→ Assignment
Set down all of the data again, character for character.

Saved data entries
######

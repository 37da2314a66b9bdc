mod bank_account;
mod bank_transaction;
mod contact;
mod line_item;

use std::fmt;
use std::fmt::{Display, Formatter};

use serde::{Deserialize, Serialize};

pub use bank_account::BankAccount;
pub use bank_transaction::BankTransaction;
pub use contact::{Contact, ContactStatus};
pub use line_item::LineItem;

/// Direction and nature of a bank transaction.
///
/// The platform is the authority on which codes it accepts; codes this crate does not know are
/// kept verbatim in `Other` so a response is never rejected over one record.
#[derive(Debug, Clone, Eq, PartialEq, Hash, Serialize, Deserialize)]
#[serde(rename_all = "SCREAMING-KEBAB-CASE")]
pub enum BankTransactionType {
    Receive,
    ReceiveOverpayment,
    ReceivePrepayment,
    Spend,
    SpendOverpayment,
    SpendPrepayment,
    ReceiveTransfer,
    SpendTransfer,
    #[serde(untagged)]
    Other(String)
}

impl BankTransactionType {
    pub const ALL: [BankTransactionType; 8] = [
        BankTransactionType::Receive,
        BankTransactionType::ReceiveOverpayment,
        BankTransactionType::ReceivePrepayment,
        BankTransactionType::Spend,
        BankTransactionType::SpendOverpayment,
        BankTransactionType::SpendPrepayment,
        BankTransactionType::ReceiveTransfer,
        BankTransactionType::SpendTransfer
    ];

    pub fn as_str(&self) -> &str {
        match self {
            BankTransactionType::Receive => "RECEIVE",
            BankTransactionType::ReceiveOverpayment => "RECEIVE-OVERPAYMENT",
            BankTransactionType::ReceivePrepayment => "RECEIVE-PREPAYMENT",
            BankTransactionType::Spend => "SPEND",
            BankTransactionType::SpendOverpayment => "SPEND-OVERPAYMENT",
            BankTransactionType::SpendPrepayment => "SPEND-PREPAYMENT",
            BankTransactionType::ReceiveTransfer => "RECEIVE-TRANSFER",
            BankTransactionType::SpendTransfer => "SPEND-TRANSFER",
            BankTransactionType::Other(code) => code
        }
    }

    /// Transfer legs are created through bank transfers and can only be read through this resource.
    pub fn get_only(&self) -> bool {
        matches!(self, BankTransactionType::ReceiveTransfer | BankTransactionType::SpendTransfer)
    }
}

impl Display for BankTransactionType {
    fn fmt(&self, formatter: &mut Formatter<'_>) -> fmt::Result {
        formatter.write_str(self.as_str())
    }
}

#[derive(Debug, Clone, Eq, PartialEq, Hash, Serialize, Deserialize)]
#[serde(rename_all = "SCREAMING_SNAKE_CASE")]
pub enum BankTransactionStatus {
    Authorised,
    Deleted,
    #[serde(untagged)]
    Other(String)
}

impl BankTransactionStatus {
    pub fn as_str(&self) -> &str {
        match self {
            BankTransactionStatus::Authorised => "AUTHORISED",
            BankTransactionStatus::Deleted => "DELETED",
            BankTransactionStatus::Other(code) => code
        }
    }
}

impl Display for BankTransactionStatus {
    fn fmt(&self, formatter: &mut Formatter<'_>) -> fmt::Result {
        formatter.write_str(self.as_str())
    }
}

/// How line amounts treat tax. Amounts are tax exclusive when unspecified.
#[derive(Debug, Clone, Copy, Eq, PartialEq, Hash, Serialize, Deserialize)]
pub enum LineAmountType {
    Exclusive,
    Inclusive,
    NoTax
}

impl LineAmountType {
    pub fn as_str(&self) -> &'static str {
        match self {
            LineAmountType::Exclusive => "Exclusive",
            LineAmountType::Inclusive => "Inclusive",
            LineAmountType::NoTax => "NoTax"
        }
    }
}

######

→ Response box
repository 37da2314a66b9bdc
mod bank_account;
mod bank_transaction;
mod contact;
mod line_item;

use std::fmt;
use std::fmt::{Display, Formatter};

use serde::{Deserialize, Serialize};

pub use bank_account::BankAccount;
pub use bank_transaction::BankTransaction;
pub use contact::{Contact, ContactStatus};
pub use line_item::LineItem;

/// Direction and nature of a bank transaction.
///
/// The platform is the authority on which codes it accepts; codes this crate does not know are
/// kept verbatim in `Other` so a response is never rejected over one record.
#[derive(Debug, Clone, Eq, PartialEq, Hash, Serialize, Deserialize)]
#[serde(rename_all = "SCREAMING-KEBAB-CASE")]
pub enum BankTransactionType {
    Receive,
    ReceiveOverpayment,
    ReceivePrepayment,
    Spend,
    SpendOverpayment,
    SpendPrepayment,
    ReceiveTransfer,
    SpendTransfer,
    #[serde(untagged)]
    Other(String)
}

impl BankTransactionType {
    pub const ALL: [BankTransactionType; 8] = [
        BankTransactionType::Receive,
        BankTransactionType::ReceiveOverpayment,
        BankTransactionType::ReceivePrepayment,
        BankTransactionType::Spend,
        BankTransactionType::SpendOverpayment,
        BankTransactionType::SpendPrepayment,
        BankTransactionType::ReceiveTransfer,
        BankTransactionType::SpendTransfer
    ];

    pub fn as_str(&self) -> &str {
        match self {
            BankTransactionType::Receive => "RECEIVE",
            BankTransactionType::ReceiveOverpayment => "RECEIVE-OVERPAYMENT",
            BankTransactionType::ReceivePrepayment => "RECEIVE-PREPAYMENT",
            BankTransactionType::Spend => "SPEND",
            BankTransactionType::SpendOverpayment => "SPEND-OVERPAYMENT",
            BankTransactionType::SpendPrepayment => "SPEND-PREPAYMENT",
            BankTransactionType::ReceiveTransfer => "RECEIVE-TRANSFER",
            BankTransactionType::SpendTransfer => "SPEND-TRANSFER",
            BankTransactionType::Other(code) => code
        }
    }

    /// Transfer legs are created through bank transfers and can only be read through this resource.
    pub fn get_only(&self) -> bool {
        matches!(self, BankTransactionType::ReceiveTransfer | BankTransactionType::SpendTransfer)
    }
}

impl Display for BankTransactionType {
    fn fmt(&self, formatter: &mut Formatter<'_>) -> fmt::Result {
        formatter.write_str(self.as_str())
    }
}

#[derive(Debug, Clone, Eq, PartialEq, Hash, Serialize, Deserialize)]
#[serde(rename_all = "SCREAMING_SNAKE_CASE")]
pub enum BankTransactionStatus {
    Authorised,
    Deleted,
    #[serde(untagged)]
    Other(String)
}

impl BankTransactionStatus {
    pub fn as_str(&self) -> &str {
        match self {
            BankTransactionStatus::Authorised => "AUTHORISED",
            BankTransactionStatus::Deleted => "DELETED",
            BankTransactionStatus::Other(code) => code
        }
    }
}

impl Display for BankTransactionStatus {
    fn fmt(&self, formatter: &mut Formatter<'_>) -> fmt::Result {
        formatter.write_str(self.as_str())
    }
}

/// How line amounts treat tax. Amounts are tax exclusive when unspecified.
#[derive(Debug, Clone, Copy, Eq, PartialEq, Hash, Serialize, Deserialize)]
pub enum LineAmountType {
    Exclusive,
    Inclusive,
    NoTax
}

impl LineAmountType {
    pub fn as_str(&self) -> &'static str {
        match self {
            LineAmountType::Exclusive => "Exclusive",
            LineAmountType::Inclusive => "Inclusive",
            LineAmountType::NoTax => "NoTax"
        }
    }
}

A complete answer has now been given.